How to see transformations on polytopes?

Question

I have a polytope in six dimension with extreme points

$(1,0,0,0,0,0)$
$(0,1,0,0,0,0)$
$(0,0,1,0,0,0)$
$(1,1,0,1,0,0)$
$(1,0,1,0,1,0)$
$(0,1,1,0,0,1)$
$(1,1,1,1,1,1)$
$(0,0,0,0,0,0)$

Each of the above vector is interpreted as $(p_1,p_2,p_3,p_{12},p_{13},p_{23})$ where each $p_i$ is 0 or 1 and $p_{ij}$ is boolean AND of $p_i$ and $p_j$ that is $p_i$ ^ $p_j$. I apply the following transformation $\sigma_i$ defined as $$p_j=p_j, \; \; \; j \ne i$$ $$p_i=1-p_i $$ $$p_{ij} = p_j-p_{ij} $$ $$p_{jk}=p_{jk}, \; \; \; j,k \ne i$$ I can see that $\sigma_i$ ( $1 \le i \le 3$ ) maps all the eight extreme points in a one to one way amongst themselves. The point I am unable to prove is that if each point inside the polytope is mapped to some other point in the polytope itself. Also is there a transformation possible such that the extreme points are mapped amongst themselves but some of the points inside the polytope are mapped outside of the polytope ?

Answer 1

Any map preserving the extreme points of a convex polytope preserves the entire polytope. In particular, let $\operatorname{conv}(A)$ be the convex hull of a set of points $A$ - that is the set of points $p$ writable as convex sums: $$p=x_1a_1+x_2a_2+x_3a_3+\ldots+x_na_n$$ where $a_i\in A$ and $0\leq x_i \leq 1$ and $x_1+x_2+\ldots+ x_n= 1$. Then, for any linear map $f$ and set $A$, the following holds $$\operatorname{conv}(f(A))=f(\operatorname{conv}(A))$$ The proof of this is relatively simple when we note that $$f(x_1a_1+x_2a_2+\ldots +x_na_n)=x_1f(a_1)+x_2f(a_2)+\ldots+x_nf(a_n)$$ which allows us to show that any element of the right hand set is in the left hand set and vice versa by "translating" between the two forms.

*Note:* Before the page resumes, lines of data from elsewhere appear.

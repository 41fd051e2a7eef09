//! set, shift, shopt.

use crate::interpreter::builtins::usage_error;
use crate::interpreter::control_flow::ExecOutcome;
use crate::interpreter::errors::ExecError;
use crate::interpreter::interpreter::Interpreter;

pub fn handle_set(interp: &mut Interpreter, args: &[String]) -> Result<ExecOutcome, ExecError> {
    if args.is_empty() {
        // Visible variables, sorted name=value.
        let mut entries: Vec<String> = interp
            .env
            .scopes
            .visible()
            .into_iter()
            .filter_map(|(name, b)| {
                b.value.as_ref().map(|v| format!("{}={}", name, v.to_scalar()))
            })
            .collect();
        entries.sort();
        for line in entries {
            println!("{}", line);
        }
        return Ok(ExecOutcome::success());
    }

    let mut i = 0usize;
    while i < args.len() {
        let arg = &args[i];
        match arg.as_str() {
            "--" => {
                i += 1;
                let rest: Vec<String> = args[i..].to_vec();
                interp.env.set_positionals(rest);
                return Ok(ExecOutcome::success());
            }
            "-o" | "+o" => {
                let on = arg.starts_with('-');
                match args.get(i + 1) {
                    Some(name) => {
                        if let Err(e) = interp.env.options.set_by_name(name, on) {
                            interp.diagnostic(&format!("set: {}", e));
                            return Ok(ExecOutcome::status(2));
                        }
                        i += 2;
                    }
                    None => {
                        for (name, enabled) in interp.env.options.listing() {
                            if arg == "-o" {
                                println!("{:<15} {}", name, if enabled { "on" } else { "off" });
                            } else {
                                println!("set {}o {}", if enabled { "-" } else { "+" }, name);
                            }
                        }
                        i += 1;
                    }
                }
            }
            a if a.starts_with('-') || a.starts_with('+') => {
                let on = a.starts_with('-');
                for flag in a[1..].chars() {
                    if let Err(e) = interp.env.options.set_by_flag(flag, on) {
                        interp.diagnostic(&format!("set: {}", e));
                        return Ok(ExecOutcome::status(2));
                    }
                }
                i += 1;
            }
            _ => {
                // Remaining words rebind the positional parameters.
                let rest: Vec<String> = args[i..].to_vec();
                interp.env.set_positionals(rest);
                return Ok(ExecOutcome::success());
            }
        }
    }
    Ok(ExecOutcome::success())
}

pub fn handle_shift(interp: &mut Interpreter, args: &[String]) -> Result<ExecOutcome, ExecError> {
    let n: usize = match args.first() {
        None => 1,
        Some(a) => match a.parse::<i64>() {
            Ok(v) if v >= 0 => v as usize,
            _ => {
                return usage_error(interp, &format!("shift: {}: numeric argument required", a));
            }
        },
    };
    if interp.env.shift(n) {
        Ok(ExecOutcome::success())
    } else {
        Ok(ExecOutcome::status(1))
    }
}

pub fn handle_shopt(interp: &mut Interpreter, args: &[String]) -> Result<ExecOutcome, ExecError> {
    const SHOPT_NAMES: &[&str] = &["expand_aliases", "nocasematch", "dotglob", "nullglob"];

    let mut mode: Option<bool> = None;
    let mut quiet = false;
    let mut names: Vec<&String> = Vec::new();
    for arg in args {
        match arg.as_str() {
            "-s" => mode = Some(true),
            "-u" => mode = Some(false),
            "-q" => quiet = true,
            "--" => {}
            a if a.starts_with('-') => {
                return usage_error(interp, &format!("shopt: {}: invalid option", a));
            }
            _ => names.push(arg),
        }
    }

    if names.is_empty() {
        for name in SHOPT_NAMES {
            let on = interp.env.options.query(name).unwrap_or(false);
            let wanted = mode.map_or(true, |m| m == on);
            if wanted && !quiet {
                println!("{:<15} {}", name, if on { "on" } else { "off" });
            }
        }
        return Ok(ExecOutcome::success());
    }

    let mut status = 0;
    for name in names {
        if !SHOPT_NAMES.contains(&name.as_str()) {
            interp.diagnostic(&format!("shopt: {}: invalid shell option name", name));
            status = 1;
            continue;
        }
        match mode {
            Some(on) => {
                let _ = interp.env.options.set_by_name(name, on);
            }
            None => {
                let on = interp.env.options.query(name).unwrap_or(false);
                if !quiet {
                    println!("{:<15} {}", name, if on { "on" } else { "off" });
                }
                if !on {
                    status = 1;
                }
            }
        }
    }
    Ok(ExecOutcome::status(status))
}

In your case, you have a polyhedron with some extreme points $A$. Presumably the set of points in the polyhedron is $P=\operatorname{conv}(A)$. Additionally, you have a linear map for which $f(A)=A$. Then the above reads: $$\operatorname{conv}(f(A))=f(\operatorname{conv}(A))$$ and if we just simplify from the given relations we get $$\operatorname{conv}(A)=f(P)$$ $$P=f(P)$$ as desired.